Take the entries below and print, exactly, the stretch from the line containing "unobserved log index" through the line containing "fn from(config: &ServerConfig)", both included.

_ _ _ _ _

//! Chat request states

use crate::chat::{AssistantResponse, ChatError, ChatSession};
use crate::config::ServerConfig;
use std::time::Duration;

/// Lifecycle of a single chat request
#[derive(Debug, Clone, PartialEq, Eq, Default)]
pub enum ChatState {
    /// No message received yet
    #[default]
    Idle,

    /// User message recorded, chat transaction in flight
    AwaitingSubmission,

    /// Session created, polling its log for the oracle's reply
    AwaitingReply {
        session: ChatSession,
        /// Next unobserved log index
        cursor: usize,
        /// Completed reads that found no reply
        polls: u32,
    },

    /// Reply received
    Done {
        session: ChatSession,
        cursor: usize,
        response: AssistantResponse,
    },

    /// Request failed; absorbing
    Failed { error: ChatError },
}

impl ChatState {
    pub fn name(&self) -> &'static str {
        match self {
            ChatState::Idle => "idle",
            ChatState::AwaitingSubmission => "awaiting_submission",
            ChatState::AwaitingReply { .. } => "awaiting_reply",
            ChatState::Done { .. } => "done",
            ChatState::Failed { .. } => "failed",
        }
    }
}

/// Fixed parameters of a chat request
#[derive(Debug, Clone, PartialEq, Eq)]
pub struct ChatContext {
    pub poll_interval: Duration,
    /// Give up after this many empty reads; `None` waits forever
    pub max_polls: Option<u32>,
}

impl ChatContext {
    pub fn new(poll_interval: Duration) -> Self {
        Self {
            poll_interval,
            max_polls: None,
        }
    }

    #[allow(dead_code)] // Configured through ServerConfig in production
    pub fn with_max_polls(mut self, max_polls: u32) -> Self {
        self.max_polls = Some(max_polls);
        self
    }
}

impl From<&ServerConfig> for ChatContext {
    fn from(config: &ServerConfig) -> Self {
        Self {
            poll_interval: config.poll_interval,
            max_polls: config.max_polls,
        }
    }
}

_ _ _ _ _

**Response to the exercise:**
        /// Next unobserved log index
        cursor: usize,
        /// Completed reads that found no reply
        polls: u32,
    },

    /// Reply received
    Done {
        session: ChatSession,
        cursor: usize,
        response: AssistantResponse,
    },

    /// Request failed; absorbing
    Failed { error: ChatError },
}

impl ChatState {
    pub fn name(&self) -> &'static str {
        match self {
            ChatState::Idle => "idle",
            ChatState::AwaitingSubmission => "awaiting_submission",
            ChatState::AwaitingReply { .. } => "awaiting_reply",
            ChatState::Done { .. } => "done",
            ChatState::Failed { .. } => "failed",
        }
    }
}

/// Fixed parameters of a chat request
#[derive(Debug, Clone, PartialEq, Eq)]
pub struct ChatContext {
    pub poll_interval: Duration,
    /// Give up after this many empty reads; `None` waits forever
    pub max_polls: Option<u32>,
}

impl ChatContext {
    pub fn new(poll_interval: Duration) -> Self {
        Self {
            poll_interval,
            max_polls: None,
        }
    }

    #[allow(dead_code)] // Configured through ServerConfig in production
    pub fn with_max_polls(mut self, max_polls: u32) -> Self {
        self.max_polls = Some(max_polls);
        self
    }
}

impl From<&ServerConfig> for ChatContext {
    fn from(config: &ServerConfig) -> Self {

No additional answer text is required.